Mas meu marido, o famoso coach de vida Juliano Moraes, não demonstrou luto algum. Ele emitiu uma declaração pública.
Ele chamou Júlia de "criança desafiadora" e transformou a morte dela em uma tragédia sobre saúde mental, tudo para polir sua imagem de homem compassivo.
Ele chegou a perdoar publicamente o garoto que a atormentava, o mesmo garoto que ele trouxe para nossa casa para ensinar "resiliência" a Júlia.
Minha própria vida terminou em um incêndio, uma libertação final e violenta de um mundo que ele construiu.
Enquanto as chamas me consumiam, eu não conseguia entender. Como o homem que eu amava pôde construir seu legado sobre o túmulo de nossa filha e as ruínas da minha vida?
Então, eu abri os olhos. Os papéis do divórcio estavam sobre a mesa, a assinatura dele uma mancha preta e nítida. Eram anos antes. Antes do incêndio. Antes de Júlia morrer.
Capítulo 1
Ponto de Vista: Camila
O funcionário do cartório deslizou os papéis do divórcio pela mesa de mogno, a assinatura do meu ex-marido já era uma mancha preta e nítida contra o branco do papel. Não era uma lembrança dolorosa. Era apenas um fato.
Minha mão não tremeu quando peguei a caneta.
"Dona Camila, tem certeza sobre os termos?", perguntou meu advogado, Dr. Arruda, sua voz um murmúrio grave. "O Sr. Moraes está oferecendo um acordo muito generoso. Pensão, a casa, uma parte significativa de seus bens... ele está até disposto a discutir investimentos futuros."
Eu não levantei o olhar. "A única coisa que eu quero de Juliano Moraes é a minha filha."
Dr. Arruda fez uma pausa. Ele estava acostumado com mulheres brigando por dinheiro, não por uma criança quando uma fortuna estava em jogo.
"A senhora tem certeza absoluta?", ele insistiu, a testa franzida. "Nenhuma compensação financeira? Apenas a guarda total da Júlia?"
Finalmente encontrei seu olhar, meus olhos gélidos. "Absoluta. Não quero um único centavo do dinheiro sujo dele. Apenas a Júlia."

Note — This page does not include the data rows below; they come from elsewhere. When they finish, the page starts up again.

//! Run configuration
//!
//! Settings come from, in order of precedence:
//! 1. command line flags (and their `MOOG_SETUP_*` environment variables)
//! 2. `moog-setup.yaml` at the repository root
//! 3. built-in defaults matching the MOOG repository layout
//!
//! Relative paths in the YAML file are resolved against the repository root.

use std::fs;
use std::path::{Path, PathBuf};

use serde::{Deserialize, Serialize};
use tracing::debug;

use crate::error::{Result, SetupError};
use crate::installer::FrameworkCopy;
use crate::platform::{OsFamily, PlatformProfile};
use crate::template::{Token, TokenValues};
use crate::toolchain::{Compiler, ToolchainConfig};

/// Optional configuration file at the repository root
pub const CONFIG_FILE: &str = "moog-setup.yaml";

pub const DEFAULT_PREFIX: &str = "/usr/local/bin";
pub const DEFAULT_SOURCE_DIR: &str = "moog";
pub const DEFAULT_SMLIB: &str = "lib/smlib";
pub const DEFAULT_AQLIB: &str = "lib/aqlib";
pub const DEFAULT_FRAMEWORK_DESTINATION: &str = "/Library/Frameworks";
pub const AQUATERM_FRAMEWORK: &str = "AquaTerm.framework";

/// Contents of `moog-setup.yaml`
#[derive(Debug, Clone, Default, PartialEq, Eq, Serialize, Deserialize)]
#[serde(default, deny_unknown_fields)]
pub struct SetupConfig {
    /// Install destination for the binaries
    pub prefix: Option<PathBuf>,

    /// Compiler to use instead of probing (`gfortran` or `g77`)
    pub compiler: Option<String>,

    /// MOOG source root
    pub source_dir: Option<PathBuf>,

    /// SM library root
    pub smlib: Option<PathBuf>,

    /// AquaTerm library root
    pub aqlib: Option<PathBuf>,

    /// Support framework to copy after installing
    pub framework: Option<FrameworkConfig>,
}

#[derive(Debug, Clone, PartialEq, Eq, Serialize, Deserialize)]
#[serde(deny_unknown_fields)]
pub struct FrameworkConfig {
    pub source: PathBuf,
    #[serde(default)]
    pub destination: Option<PathBuf>,
}

impl SetupConfig {
    /// Parse configuration from YAML string
    pub fn from_yaml(yaml: &str) -> Result<Self> {
        if yaml.trim().is_empty() {
            return Ok(Self::default());
        }
        let config: Self = serde_yaml::from_str(yaml)?;
        Ok(config)
    }

    /// Load `moog-setup.yaml` from `repo_root`, defaults if absent
    pub fn load(repo_root: &Path) -> Result<Self> {
        let path = repo_root.join(CONFIG_FILE);
        if !path.exists() {
            return Ok(Self::default());
        }

        let yaml = fs::read_to_string(&path).map_err(|e| SetupError::ConfigReadFailed {
            path: path.display().to_string(),
            reason: e.to_string(),
        })?;

        debug!(path = %path.display(), "loaded configuration");
        Self::from_yaml(&yaml).map_err(|e| match e {
            SetupError::ConfigParseFailed { reason, .. } => SetupError::ConfigParseFailed {
                path: path.display().to_string(),
                reason,
            },
            other => other,
        })
    }
}

/// Values given on the command line or through the environment
#[derive(Debug, Clone, Default)]
pub struct Overrides {
    pub prefix: Option<PathBuf>,
    pub compiler: Option<String>,
}

/// Fully resolved settings for one run
#[derive(Debug, Clone, PartialEq, Eq)]
pub struct Settings {
    pub repo_root: PathBuf,
    pub source_dir: PathBuf,
    pub smlib: PathBuf,
    pub aqlib: PathBuf,
    pub prefix: PathBuf,
    pub compiler: Option<Compiler>,
    pub framework: Option<FrameworkCopy>,
}

impl Settings {
    /// Resolve settings for the repository at `repo`
    ///
    /// `os` is only consulted to find a bundled framework; `None` resolves
    /// without any host facts.
    pub fn resolve(repo: &Path, overrides: &Overrides, os: Option<OsFamily>) -> Result<Self> {
        let repo_root = dunce::canonicalize(repo).map_err(|_| SetupError::FileNotFound {
            path: repo.display().to_string(),
        })?;
        let config = SetupConfig::load(&repo_root)?;

        let under_root = |configured: Option<&PathBuf>, default: &str| match configured {
            Some(p) if p.is_absolute() => p.clone(),
            Some(p) => repo_root.join(p),
            None => repo_root.join(default),
        };

        let prefix = match &overrides.prefix {
            Some(p) if p.is_absolute() => p.clone(),
            Some(p) => std::env::current_dir()?.join(p),
            None => config
                .prefix
                .as_ref()
                .map_or_else(|| PathBuf::from(DEFAULT_PREFIX), |p| under_root(Some(p), DEFAULT_PREFIX)),
        };

        let compiler = overrides
            .compiler
            .as_deref()
            .or(config.compiler.as_deref())
            .map(str::parse::<Compiler>)
            .transpose()?;

        let aqlib = under_root(config.aqlib.as_ref(), DEFAULT_AQLIB);

        let framework = match &config.framework {
            Some(fw) => Some(FrameworkCopy {
                source: under_root(Some(&fw.source), DEFAULT_AQLIB),
                destination: fw
                    .destination
                    .clone()
                    .unwrap_or_else(|| PathBuf::from(DEFAULT_FRAMEWORK_DESTINATION)),
            }),
            None if os == Some(OsFamily::Darwin) && aqlib.join(AQUATERM_FRAMEWORK).is_dir() => {
                Some(FrameworkCopy {
                    source: aqlib.join(AQUATERM_FRAMEWORK),
                    destination: PathBuf::from(DEFAULT_FRAMEWORK_DESTINATION),
                })
            }
            None => None,
        };

        Ok(Self {
            source_dir: under_root(config.source_dir.as_ref(), DEFAULT_SOURCE_DIR),
            smlib: under_root(config.smlib.as_ref(), DEFAULT_SMLIB),
            aqlib,
            prefix,
            compiler,
            framework,
            repo_root,
        })
    }

    /// Value of every template token for this run
    pub fn token_values(&self, profile: &PlatformProfile, toolchain: &ToolchainConfig) -> TokenValues {
        TokenValues::from([
            (Token::SmLib, self.smlib.display().to_string()),
            (Token::AqLib, self.aqlib.display().to_string()),
            (Token::SrcDir, self.source_dir.display().to_string()),
            (Token::Machine, profile.machine_tag.to_string()),
            (Token::FConfig, toolchain.config_block()),
        ])
    }
}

Ele pigarreou, um som que parecia carregar o peso de sua surpresa. "Muito bem, então." Ele empurrou os papéis para mais perto. "Assine aqui."
Minha assinatura foi firme, um testamento de uma determinação forjada em fogo e lágrimas. Não era uma escolha; era uma retomada.

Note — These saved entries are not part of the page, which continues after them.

use clap::Parser;
use clap_complete::Shell;

/// Arguments for completions command
#[derive(Parser, Debug)]
#[command(after_help = "EXAMPLES:\n  \
                  Generate bash completions:\n    moog-setup completions --shell bash > ~/.bash_completion.d/moog-setup\n\n\
                  Generate zsh completions:\n    moog-setup completions --shell zsh > ~/.zfunc/_moog-setup\n\n\
                  Generate fish completions:\n    moog-setup completions --shell fish > ~/.config/fish/completions/moog-setup.fish")]
pub struct CompletionsArgs {
    /// Shell type
    #[arg(long, short = 's', value_enum)]
    pub shell: Shell,
}
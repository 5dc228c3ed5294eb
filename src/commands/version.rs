//! Version command implementation

use crate::error::Result;
use crate::platform;

/// Run version command
pub fn run() -> Result<()> {
    println!("moog-setup {}", env!("CARGO_PKG_VERSION"));
    println!();
    println!("Build info:");
    println!("  Minimum Rust version: {}", env!("CARGO_PKG_RUST_VERSION"));
    println!("  Profile: {}", build_profile());
    println!("  Host: {}", host_description());

    Ok(())
}

fn build_profile() -> &'static str {
    if cfg!(debug_assertions) {
        "debug"
    } else {
        "release"
    }
}

fn host_description() -> String {
    match platform::resolve() {
        Ok(profile) => format!(
            "{} {}-bit (machine tag {})",
            profile.os_family, profile.pointer_bits, profile.machine_tag
        ),
        Err(_) => format!("{} (unsupported)", std::env::consts::OS),
    }
}
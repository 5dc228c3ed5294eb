//! Advisory lock serializing runs against one repository
//!
//! The lock file lives in the system temp directory, named after a digest of
//! the canonical repository path, so the MOOG tree itself is never touched.
//! The lock is released when [`RunLock`] is dropped or the process exits.

use std::env;
use std::fs::{File, OpenOptions};
use std::io::{self, Write};
use std::path::{Path, PathBuf};

use fs2::FileExt;
use tracing::debug;

use crate::error::{Result, SetupError};
use crate::hash;

/// Lock file path for a canonical repository root
pub fn lock_path_for(repo_root: &Path) -> PathBuf {
    lock_dir().join(format!("moog-setup-{}.lock", hash::path_key(repo_root)))
}

/// Temp directory, never relative to the working directory
fn lock_dir() -> PathBuf {
    let dir = env::temp_dir();
    if dir.is_absolute() {
        dir
    } else {
        PathBuf::from("/tmp")
    }
}

/// Exclusive lock held for the duration of a run
#[derive(Debug)]
pub struct RunLock {
    #[allow(dead_code)]
    file: File,
}

impl RunLock {
    /// Take the lock without blocking; fails with `LockHeld` if another run has it
    pub fn try_acquire(path: &Path) -> Result<Self> {
        let io_err = |e: io::Error| SetupError::IoError {
            message: format!("cannot open lock file {}: {}", path.display(), e),
        };

        let mut file = OpenOptions::new()
            .create(true)
            .truncate(false)
            .write(true)
            .open(path)
            .map_err(io_err)?;

        match file.try_lock_exclusive() {
            Ok(()) => {
                file.set_len(0).map_err(io_err)?;
                writeln!(file, "{}", std::process::id()).map_err(io_err)?;
                debug!(path = %path.display(), "acquired run lock");
                Ok(Self { file })
            }
            Err(e) if e.kind() == fs2::lock_contended_error().kind() => Err(SetupError::LockHeld {
                path: path.display().to_string(),
            }),
            Err(e) => Err(io_err(e)),
        }
    }
}
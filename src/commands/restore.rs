//! Restore command implementation

use std::path::PathBuf;

use crate::cli::RestoreArgs;
use crate::config::{Overrides, Settings};
use crate::error::Result;
use crate::operations::RestoreOperation;

/// Restore templates left staged by an interrupted run
pub fn run(repo: Option<PathBuf>, _args: RestoreArgs) -> Result<()> {
    let repo = match repo {
        Some(repo) => repo,
        None => std::env::current_dir()?,
    };
    // No platform lookup: restore must work on any host.
    let settings = Settings::resolve(&repo, &Overrides::default(), None)?;

    let restored = RestoreOperation::new(&settings).execute()?;
    if restored == 0 {
        println!("Nothing to restore in {}", settings.source_dir.display());
    } else {
        println!(
            "Restored {restored} template(s) in {}",
            settings.source_dir.display()
        );
    }
    Ok(())
}
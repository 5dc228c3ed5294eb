//! Install command implementation
//!
//! 1. Resolve the host platform and settings
//! 2. Install interrupt handlers
//! 3. Resolve the Fortran compiler
//! 4. Stage, build, restore, install (see [`InstallOperation`])
//! 5. Print the run summary and return the exit code

use std::path::PathBuf;

use crate::build::Make;
use crate::cli::InstallArgs;
use crate::config::{Overrides, Settings};
use crate::error::Result;
use crate::installer::AccessCheck;
use crate::interrupt::InterruptGuard;
use crate::operations::install::display;
use crate::operations::{InstallOperation, InstallOptions};
use crate::platform;
use crate::toolchain::PathProbe;

/// Run the install command, returning the process exit code
pub fn run(repo: Option<PathBuf>, args: InstallArgs) -> Result<i32> {
    let profile = platform::resolve()?;
    let repo = match repo {
        Some(repo) => repo,
        None => std::env::current_dir()?,
    };
    let overrides = Overrides {
        prefix: args.prefix,
        compiler: args.compiler,
    };
    let settings = Settings::resolve(&repo, &overrides, Some(profile.os_family))?;

    let interrupt = InterruptGuard::install()?;
    let probe = PathProbe;
    let make = Make::default();
    let privilege = AccessCheck;
    let operation = InstallOperation::new(&settings, &probe, &make, &privilege, interrupt.flag());

    let toolchain = operation.toolchain(&profile)?;
    display::print_plan(&profile, &toolchain, args.dry_run);

    let summary = operation.run(
        &profile,
        toolchain,
        InstallOptions {
            dry_run: args.dry_run,
            recover: args.recover,
        },
    )?;

    display::print_summary(&summary);
    Ok(summary.exit_code())
}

"Está feito", afirmei, empurrando os documentos assinados de volta.
A assistente do Dr. Arruda, uma jovem de olhos grandes e curiosos, rapidamente se recompôs. Seu choque inicial, no entanto, foi claramente visível. As pessoas não simplesmente abriam mão de milhões. Não no mundo deles.
"Que mulher corajosa", ouvi-a murmurar para o Dr. Arruda enquanto eu me levantava para sair. "Abrindo mão de tudo por sua filha."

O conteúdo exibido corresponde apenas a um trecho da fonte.